[[ Source material, beginning ]]
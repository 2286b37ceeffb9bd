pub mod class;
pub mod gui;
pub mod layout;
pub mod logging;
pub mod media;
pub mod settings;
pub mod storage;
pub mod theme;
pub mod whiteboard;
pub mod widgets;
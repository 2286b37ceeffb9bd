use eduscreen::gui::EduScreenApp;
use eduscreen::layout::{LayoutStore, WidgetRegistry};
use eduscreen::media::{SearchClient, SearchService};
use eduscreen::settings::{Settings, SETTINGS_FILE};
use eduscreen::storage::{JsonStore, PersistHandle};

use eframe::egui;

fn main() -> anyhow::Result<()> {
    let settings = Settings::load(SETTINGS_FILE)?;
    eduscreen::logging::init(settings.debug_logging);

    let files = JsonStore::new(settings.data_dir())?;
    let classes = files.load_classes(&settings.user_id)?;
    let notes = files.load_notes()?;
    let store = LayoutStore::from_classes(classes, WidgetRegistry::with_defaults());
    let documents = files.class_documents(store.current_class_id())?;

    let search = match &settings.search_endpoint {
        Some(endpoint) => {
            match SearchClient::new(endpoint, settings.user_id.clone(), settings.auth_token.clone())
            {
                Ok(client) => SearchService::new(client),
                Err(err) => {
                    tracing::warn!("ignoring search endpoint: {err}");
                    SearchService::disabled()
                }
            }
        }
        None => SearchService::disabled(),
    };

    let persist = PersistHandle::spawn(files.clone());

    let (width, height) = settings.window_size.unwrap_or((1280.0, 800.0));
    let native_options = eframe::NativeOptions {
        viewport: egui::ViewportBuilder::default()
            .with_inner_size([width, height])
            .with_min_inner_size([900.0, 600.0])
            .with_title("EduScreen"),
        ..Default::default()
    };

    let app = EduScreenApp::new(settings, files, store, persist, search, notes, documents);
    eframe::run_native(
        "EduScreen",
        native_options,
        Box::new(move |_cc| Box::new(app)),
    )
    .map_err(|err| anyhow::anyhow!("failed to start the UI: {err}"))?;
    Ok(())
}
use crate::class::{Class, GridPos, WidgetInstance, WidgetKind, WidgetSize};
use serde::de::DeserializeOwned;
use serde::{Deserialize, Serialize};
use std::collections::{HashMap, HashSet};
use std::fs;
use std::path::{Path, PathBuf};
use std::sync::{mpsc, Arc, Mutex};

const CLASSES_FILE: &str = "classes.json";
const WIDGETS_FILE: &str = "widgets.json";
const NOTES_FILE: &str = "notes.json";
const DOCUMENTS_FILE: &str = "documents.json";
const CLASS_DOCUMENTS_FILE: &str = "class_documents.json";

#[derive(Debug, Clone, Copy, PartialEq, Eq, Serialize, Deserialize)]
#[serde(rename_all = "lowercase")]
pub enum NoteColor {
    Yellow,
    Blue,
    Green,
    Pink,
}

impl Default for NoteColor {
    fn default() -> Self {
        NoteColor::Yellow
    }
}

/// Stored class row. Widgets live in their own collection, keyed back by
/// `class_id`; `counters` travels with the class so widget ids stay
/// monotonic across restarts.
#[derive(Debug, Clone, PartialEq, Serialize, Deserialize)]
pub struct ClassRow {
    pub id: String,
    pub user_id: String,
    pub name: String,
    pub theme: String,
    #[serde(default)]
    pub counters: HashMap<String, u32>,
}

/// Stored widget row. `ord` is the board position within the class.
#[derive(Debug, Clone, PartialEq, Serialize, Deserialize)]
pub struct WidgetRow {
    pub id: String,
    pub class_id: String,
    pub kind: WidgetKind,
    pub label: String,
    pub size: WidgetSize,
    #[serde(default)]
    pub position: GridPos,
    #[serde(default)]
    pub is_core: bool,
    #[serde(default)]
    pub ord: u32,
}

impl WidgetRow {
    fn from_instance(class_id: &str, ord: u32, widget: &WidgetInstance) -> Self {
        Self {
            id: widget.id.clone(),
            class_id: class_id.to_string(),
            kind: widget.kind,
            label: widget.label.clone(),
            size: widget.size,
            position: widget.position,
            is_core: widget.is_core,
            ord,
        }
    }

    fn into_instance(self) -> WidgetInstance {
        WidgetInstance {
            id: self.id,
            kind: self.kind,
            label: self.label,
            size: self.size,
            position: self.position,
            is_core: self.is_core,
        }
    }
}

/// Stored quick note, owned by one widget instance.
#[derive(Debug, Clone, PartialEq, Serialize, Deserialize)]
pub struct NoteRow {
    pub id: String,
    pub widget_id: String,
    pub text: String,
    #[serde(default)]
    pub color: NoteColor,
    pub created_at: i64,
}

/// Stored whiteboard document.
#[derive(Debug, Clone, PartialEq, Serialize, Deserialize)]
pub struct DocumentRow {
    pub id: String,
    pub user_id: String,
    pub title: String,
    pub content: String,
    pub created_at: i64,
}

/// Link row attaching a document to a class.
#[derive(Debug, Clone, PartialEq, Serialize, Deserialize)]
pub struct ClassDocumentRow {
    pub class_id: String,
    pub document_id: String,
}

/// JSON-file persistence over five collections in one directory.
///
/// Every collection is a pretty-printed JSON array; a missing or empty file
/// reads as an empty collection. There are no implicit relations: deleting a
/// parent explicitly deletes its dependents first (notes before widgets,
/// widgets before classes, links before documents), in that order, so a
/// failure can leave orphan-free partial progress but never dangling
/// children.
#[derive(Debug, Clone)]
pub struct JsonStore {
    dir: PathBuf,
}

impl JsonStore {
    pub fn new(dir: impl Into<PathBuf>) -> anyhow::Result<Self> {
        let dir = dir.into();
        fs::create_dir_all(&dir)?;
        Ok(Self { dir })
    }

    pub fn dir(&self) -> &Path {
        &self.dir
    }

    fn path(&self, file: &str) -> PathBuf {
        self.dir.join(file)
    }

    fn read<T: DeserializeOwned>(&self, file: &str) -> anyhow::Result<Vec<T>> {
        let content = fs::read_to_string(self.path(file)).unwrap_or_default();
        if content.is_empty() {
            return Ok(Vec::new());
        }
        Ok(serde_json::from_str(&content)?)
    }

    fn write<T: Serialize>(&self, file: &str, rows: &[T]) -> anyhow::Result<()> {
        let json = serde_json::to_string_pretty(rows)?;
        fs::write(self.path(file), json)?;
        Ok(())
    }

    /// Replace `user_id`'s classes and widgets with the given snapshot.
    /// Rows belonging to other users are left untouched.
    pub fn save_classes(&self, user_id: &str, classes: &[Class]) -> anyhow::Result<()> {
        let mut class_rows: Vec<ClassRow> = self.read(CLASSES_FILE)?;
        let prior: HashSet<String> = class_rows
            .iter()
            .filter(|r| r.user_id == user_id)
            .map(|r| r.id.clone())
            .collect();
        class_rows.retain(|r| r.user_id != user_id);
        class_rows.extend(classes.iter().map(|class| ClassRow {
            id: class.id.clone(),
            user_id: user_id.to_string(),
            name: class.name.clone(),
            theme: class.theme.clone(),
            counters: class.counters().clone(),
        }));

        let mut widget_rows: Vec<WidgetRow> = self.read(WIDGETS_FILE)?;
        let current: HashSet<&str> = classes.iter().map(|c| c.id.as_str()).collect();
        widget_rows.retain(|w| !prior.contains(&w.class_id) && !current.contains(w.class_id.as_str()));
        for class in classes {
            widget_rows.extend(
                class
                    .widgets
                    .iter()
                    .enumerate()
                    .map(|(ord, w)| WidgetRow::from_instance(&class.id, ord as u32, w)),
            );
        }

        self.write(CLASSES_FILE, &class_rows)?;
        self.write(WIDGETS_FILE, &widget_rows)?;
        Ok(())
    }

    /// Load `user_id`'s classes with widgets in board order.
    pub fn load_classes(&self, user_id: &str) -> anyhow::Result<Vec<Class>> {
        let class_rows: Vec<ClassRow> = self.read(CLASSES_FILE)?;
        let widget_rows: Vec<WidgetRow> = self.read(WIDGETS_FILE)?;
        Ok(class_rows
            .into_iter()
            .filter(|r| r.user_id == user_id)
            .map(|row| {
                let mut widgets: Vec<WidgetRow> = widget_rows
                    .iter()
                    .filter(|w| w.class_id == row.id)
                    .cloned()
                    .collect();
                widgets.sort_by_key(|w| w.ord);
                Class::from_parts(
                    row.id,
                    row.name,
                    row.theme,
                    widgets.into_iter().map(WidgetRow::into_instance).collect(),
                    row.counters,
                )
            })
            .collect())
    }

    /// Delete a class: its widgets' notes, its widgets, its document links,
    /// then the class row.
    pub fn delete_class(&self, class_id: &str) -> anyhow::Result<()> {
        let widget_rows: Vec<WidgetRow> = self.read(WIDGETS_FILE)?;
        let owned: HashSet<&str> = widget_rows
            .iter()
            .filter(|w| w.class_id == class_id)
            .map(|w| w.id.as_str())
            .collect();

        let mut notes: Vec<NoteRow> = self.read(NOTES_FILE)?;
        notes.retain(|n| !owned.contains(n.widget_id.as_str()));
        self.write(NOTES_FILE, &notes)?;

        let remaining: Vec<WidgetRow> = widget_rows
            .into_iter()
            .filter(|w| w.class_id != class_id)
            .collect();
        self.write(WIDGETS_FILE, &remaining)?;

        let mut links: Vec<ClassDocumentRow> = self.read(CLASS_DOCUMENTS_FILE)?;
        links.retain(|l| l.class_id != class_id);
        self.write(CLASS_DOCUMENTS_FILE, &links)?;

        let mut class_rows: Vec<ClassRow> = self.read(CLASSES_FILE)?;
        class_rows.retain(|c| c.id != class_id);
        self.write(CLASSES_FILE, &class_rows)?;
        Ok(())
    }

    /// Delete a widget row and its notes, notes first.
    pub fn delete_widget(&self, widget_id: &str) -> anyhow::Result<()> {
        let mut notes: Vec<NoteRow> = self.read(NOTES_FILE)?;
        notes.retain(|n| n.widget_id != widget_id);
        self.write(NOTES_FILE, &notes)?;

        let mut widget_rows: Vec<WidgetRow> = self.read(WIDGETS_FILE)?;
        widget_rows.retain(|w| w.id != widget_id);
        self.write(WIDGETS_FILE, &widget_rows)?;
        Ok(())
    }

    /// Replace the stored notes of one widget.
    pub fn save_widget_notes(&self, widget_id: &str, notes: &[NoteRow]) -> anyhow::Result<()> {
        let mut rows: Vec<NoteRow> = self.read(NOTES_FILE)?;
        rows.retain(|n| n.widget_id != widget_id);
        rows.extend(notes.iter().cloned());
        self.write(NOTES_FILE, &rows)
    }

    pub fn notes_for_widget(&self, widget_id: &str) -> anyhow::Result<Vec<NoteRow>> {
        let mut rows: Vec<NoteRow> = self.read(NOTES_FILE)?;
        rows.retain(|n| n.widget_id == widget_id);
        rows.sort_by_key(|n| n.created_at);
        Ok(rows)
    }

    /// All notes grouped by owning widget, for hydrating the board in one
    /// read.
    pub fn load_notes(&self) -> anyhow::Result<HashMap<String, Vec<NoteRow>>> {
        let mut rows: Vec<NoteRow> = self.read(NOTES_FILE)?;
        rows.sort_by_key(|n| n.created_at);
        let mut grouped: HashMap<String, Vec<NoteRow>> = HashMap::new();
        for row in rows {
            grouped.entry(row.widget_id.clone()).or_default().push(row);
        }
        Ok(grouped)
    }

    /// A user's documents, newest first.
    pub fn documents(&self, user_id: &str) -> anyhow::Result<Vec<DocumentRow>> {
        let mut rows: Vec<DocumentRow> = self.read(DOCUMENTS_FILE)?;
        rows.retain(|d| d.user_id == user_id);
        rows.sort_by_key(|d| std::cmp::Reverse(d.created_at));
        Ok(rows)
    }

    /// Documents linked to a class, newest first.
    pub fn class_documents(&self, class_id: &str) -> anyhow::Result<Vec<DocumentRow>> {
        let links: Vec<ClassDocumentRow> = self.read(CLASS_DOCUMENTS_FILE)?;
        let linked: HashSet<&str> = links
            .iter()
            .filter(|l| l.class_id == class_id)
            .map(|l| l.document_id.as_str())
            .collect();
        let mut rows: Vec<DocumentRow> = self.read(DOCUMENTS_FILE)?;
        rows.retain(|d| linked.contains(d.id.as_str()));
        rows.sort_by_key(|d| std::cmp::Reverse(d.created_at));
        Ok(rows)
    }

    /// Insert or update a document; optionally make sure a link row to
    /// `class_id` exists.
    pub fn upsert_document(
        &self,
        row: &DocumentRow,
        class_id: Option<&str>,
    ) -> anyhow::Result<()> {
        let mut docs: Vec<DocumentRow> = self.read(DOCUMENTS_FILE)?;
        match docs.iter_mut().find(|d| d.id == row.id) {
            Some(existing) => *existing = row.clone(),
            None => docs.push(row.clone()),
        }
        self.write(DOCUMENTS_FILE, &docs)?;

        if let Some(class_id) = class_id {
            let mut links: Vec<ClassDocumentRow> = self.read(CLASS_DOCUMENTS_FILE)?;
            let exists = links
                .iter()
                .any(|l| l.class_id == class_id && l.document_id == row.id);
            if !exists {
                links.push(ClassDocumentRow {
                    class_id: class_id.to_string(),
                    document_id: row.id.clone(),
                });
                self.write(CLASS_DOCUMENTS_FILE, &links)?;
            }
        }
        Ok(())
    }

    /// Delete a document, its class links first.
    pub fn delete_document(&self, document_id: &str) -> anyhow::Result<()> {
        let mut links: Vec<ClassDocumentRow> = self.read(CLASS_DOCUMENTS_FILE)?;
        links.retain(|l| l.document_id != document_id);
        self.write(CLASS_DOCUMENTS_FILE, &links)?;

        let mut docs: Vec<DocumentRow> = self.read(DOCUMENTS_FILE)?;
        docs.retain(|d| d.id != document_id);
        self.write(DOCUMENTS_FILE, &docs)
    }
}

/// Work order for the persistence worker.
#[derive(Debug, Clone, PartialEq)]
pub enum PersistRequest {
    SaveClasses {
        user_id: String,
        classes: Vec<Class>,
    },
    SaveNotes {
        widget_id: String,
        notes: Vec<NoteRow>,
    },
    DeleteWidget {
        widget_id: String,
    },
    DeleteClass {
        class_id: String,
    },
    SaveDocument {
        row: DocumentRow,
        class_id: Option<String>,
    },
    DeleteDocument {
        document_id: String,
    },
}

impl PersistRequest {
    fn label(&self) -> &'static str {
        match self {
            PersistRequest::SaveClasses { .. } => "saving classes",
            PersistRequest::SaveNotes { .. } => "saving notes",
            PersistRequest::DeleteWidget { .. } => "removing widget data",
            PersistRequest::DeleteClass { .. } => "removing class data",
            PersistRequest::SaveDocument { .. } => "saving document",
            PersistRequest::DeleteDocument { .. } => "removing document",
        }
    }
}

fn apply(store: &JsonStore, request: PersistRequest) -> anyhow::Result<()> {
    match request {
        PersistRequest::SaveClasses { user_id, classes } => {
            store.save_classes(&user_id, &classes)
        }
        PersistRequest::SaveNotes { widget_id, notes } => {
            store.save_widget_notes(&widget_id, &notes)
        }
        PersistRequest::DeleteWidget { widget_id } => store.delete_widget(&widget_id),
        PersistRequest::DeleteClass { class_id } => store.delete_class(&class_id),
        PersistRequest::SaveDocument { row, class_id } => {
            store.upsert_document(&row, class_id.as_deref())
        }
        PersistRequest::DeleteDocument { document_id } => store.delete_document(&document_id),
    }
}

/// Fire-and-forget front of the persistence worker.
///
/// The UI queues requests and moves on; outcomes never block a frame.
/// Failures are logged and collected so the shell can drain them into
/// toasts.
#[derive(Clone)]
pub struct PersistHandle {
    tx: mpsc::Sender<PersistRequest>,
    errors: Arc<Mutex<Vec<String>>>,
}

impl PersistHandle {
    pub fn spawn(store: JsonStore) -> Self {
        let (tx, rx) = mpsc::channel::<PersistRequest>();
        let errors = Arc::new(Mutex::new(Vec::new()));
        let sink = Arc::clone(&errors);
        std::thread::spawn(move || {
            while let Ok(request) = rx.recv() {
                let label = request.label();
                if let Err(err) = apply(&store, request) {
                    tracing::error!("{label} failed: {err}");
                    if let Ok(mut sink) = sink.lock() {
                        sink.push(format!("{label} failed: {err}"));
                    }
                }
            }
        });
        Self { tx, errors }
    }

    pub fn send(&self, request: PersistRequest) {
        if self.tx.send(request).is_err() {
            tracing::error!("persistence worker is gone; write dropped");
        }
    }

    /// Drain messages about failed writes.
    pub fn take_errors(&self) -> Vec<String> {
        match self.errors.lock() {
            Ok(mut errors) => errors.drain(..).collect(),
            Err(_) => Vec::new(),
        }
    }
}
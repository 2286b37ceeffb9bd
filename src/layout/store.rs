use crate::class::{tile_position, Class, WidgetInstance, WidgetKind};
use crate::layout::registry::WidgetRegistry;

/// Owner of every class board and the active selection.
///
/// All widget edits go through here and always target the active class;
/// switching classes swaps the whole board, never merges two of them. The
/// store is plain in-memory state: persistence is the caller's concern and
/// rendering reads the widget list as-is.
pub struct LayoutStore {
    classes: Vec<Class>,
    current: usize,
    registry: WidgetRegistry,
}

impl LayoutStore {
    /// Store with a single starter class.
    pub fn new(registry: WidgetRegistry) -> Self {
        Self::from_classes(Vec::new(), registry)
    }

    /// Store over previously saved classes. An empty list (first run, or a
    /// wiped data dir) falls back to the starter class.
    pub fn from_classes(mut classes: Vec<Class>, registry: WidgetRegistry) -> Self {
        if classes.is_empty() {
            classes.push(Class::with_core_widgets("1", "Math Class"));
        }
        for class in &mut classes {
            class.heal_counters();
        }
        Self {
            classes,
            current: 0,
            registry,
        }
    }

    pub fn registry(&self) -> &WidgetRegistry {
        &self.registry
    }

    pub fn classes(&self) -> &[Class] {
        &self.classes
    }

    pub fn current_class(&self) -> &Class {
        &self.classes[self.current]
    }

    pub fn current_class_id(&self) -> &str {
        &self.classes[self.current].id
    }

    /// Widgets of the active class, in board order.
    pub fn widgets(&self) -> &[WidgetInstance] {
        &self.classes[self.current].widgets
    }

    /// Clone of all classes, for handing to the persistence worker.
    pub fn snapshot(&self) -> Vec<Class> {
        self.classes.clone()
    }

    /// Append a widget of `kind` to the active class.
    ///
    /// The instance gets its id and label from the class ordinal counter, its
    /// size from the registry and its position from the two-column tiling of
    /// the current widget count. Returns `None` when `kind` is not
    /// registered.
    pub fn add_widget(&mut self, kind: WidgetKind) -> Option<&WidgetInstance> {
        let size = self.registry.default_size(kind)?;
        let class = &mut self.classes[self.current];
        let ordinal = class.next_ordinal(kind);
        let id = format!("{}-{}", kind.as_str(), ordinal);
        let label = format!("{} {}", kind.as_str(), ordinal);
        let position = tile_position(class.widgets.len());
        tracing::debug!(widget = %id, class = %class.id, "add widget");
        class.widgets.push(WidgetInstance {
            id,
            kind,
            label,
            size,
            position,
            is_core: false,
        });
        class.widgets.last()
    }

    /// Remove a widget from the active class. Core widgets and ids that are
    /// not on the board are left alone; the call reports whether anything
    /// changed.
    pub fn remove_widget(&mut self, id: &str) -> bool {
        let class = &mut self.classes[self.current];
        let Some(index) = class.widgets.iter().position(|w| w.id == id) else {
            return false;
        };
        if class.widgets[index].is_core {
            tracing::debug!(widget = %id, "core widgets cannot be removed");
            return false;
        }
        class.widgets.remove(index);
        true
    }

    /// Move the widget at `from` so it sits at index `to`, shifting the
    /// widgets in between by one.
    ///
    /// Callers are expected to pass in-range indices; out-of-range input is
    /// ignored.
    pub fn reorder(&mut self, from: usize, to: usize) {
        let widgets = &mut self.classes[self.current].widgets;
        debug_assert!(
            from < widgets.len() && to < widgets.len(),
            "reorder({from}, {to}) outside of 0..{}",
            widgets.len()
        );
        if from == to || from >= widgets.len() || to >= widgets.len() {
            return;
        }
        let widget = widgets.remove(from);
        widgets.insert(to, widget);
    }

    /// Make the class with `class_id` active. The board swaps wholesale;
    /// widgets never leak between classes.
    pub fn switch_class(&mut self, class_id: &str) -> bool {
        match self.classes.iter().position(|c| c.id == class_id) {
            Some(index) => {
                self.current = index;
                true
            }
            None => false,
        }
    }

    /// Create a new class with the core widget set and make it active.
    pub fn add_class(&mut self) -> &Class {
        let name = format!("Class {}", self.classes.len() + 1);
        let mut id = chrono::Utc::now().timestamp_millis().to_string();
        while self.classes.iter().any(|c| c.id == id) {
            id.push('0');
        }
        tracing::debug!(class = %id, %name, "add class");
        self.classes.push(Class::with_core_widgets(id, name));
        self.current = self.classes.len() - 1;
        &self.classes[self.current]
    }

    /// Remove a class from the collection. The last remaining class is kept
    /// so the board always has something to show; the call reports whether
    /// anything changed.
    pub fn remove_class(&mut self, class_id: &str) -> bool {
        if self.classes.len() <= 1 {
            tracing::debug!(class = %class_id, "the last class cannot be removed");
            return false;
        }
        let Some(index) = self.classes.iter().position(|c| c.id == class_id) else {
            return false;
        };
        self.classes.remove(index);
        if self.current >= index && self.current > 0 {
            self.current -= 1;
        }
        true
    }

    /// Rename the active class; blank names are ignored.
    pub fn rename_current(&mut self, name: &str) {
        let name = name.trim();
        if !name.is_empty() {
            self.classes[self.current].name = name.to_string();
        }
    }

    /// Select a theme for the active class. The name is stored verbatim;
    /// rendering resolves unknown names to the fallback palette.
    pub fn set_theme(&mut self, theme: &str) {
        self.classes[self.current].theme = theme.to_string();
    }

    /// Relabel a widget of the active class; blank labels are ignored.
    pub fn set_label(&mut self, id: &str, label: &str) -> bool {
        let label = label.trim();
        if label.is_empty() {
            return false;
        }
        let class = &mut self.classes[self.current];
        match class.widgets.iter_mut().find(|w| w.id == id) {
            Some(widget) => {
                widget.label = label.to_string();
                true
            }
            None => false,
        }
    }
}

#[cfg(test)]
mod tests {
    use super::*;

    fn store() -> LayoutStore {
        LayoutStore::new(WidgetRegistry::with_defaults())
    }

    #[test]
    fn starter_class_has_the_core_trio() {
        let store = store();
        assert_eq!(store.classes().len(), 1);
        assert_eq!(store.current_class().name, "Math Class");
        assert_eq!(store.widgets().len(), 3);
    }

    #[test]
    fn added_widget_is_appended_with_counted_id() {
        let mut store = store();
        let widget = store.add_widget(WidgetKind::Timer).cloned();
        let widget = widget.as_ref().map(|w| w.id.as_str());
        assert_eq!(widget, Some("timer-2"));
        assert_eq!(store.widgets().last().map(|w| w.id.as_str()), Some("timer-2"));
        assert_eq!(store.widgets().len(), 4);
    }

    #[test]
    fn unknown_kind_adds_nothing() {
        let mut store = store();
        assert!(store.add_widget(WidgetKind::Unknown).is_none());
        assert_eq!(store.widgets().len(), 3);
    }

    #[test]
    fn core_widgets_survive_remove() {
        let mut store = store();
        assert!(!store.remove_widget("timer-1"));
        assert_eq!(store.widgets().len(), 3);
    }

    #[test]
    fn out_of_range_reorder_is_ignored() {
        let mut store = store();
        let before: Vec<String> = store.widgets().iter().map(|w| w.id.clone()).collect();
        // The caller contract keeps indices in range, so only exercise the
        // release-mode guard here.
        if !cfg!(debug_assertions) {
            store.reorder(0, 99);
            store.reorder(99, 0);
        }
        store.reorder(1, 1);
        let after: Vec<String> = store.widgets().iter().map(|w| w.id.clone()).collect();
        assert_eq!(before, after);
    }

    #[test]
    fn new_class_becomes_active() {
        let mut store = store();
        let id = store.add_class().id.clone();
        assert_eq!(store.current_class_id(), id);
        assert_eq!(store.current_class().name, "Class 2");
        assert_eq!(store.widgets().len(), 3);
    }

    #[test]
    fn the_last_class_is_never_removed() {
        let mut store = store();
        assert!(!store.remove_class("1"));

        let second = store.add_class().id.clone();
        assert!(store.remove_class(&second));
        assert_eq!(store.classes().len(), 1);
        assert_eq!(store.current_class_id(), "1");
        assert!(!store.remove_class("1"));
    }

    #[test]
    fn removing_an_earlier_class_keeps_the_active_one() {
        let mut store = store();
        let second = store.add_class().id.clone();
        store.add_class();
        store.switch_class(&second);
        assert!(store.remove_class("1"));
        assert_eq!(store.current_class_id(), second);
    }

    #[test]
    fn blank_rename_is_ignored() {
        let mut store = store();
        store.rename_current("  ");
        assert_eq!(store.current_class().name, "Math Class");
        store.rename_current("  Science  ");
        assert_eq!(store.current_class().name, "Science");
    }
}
[[ Source material, end ]]
## Brief
Please copy every line of the records above in which "trim" appears.

## Answer below
        let name = name.trim();
        let label = label.trim();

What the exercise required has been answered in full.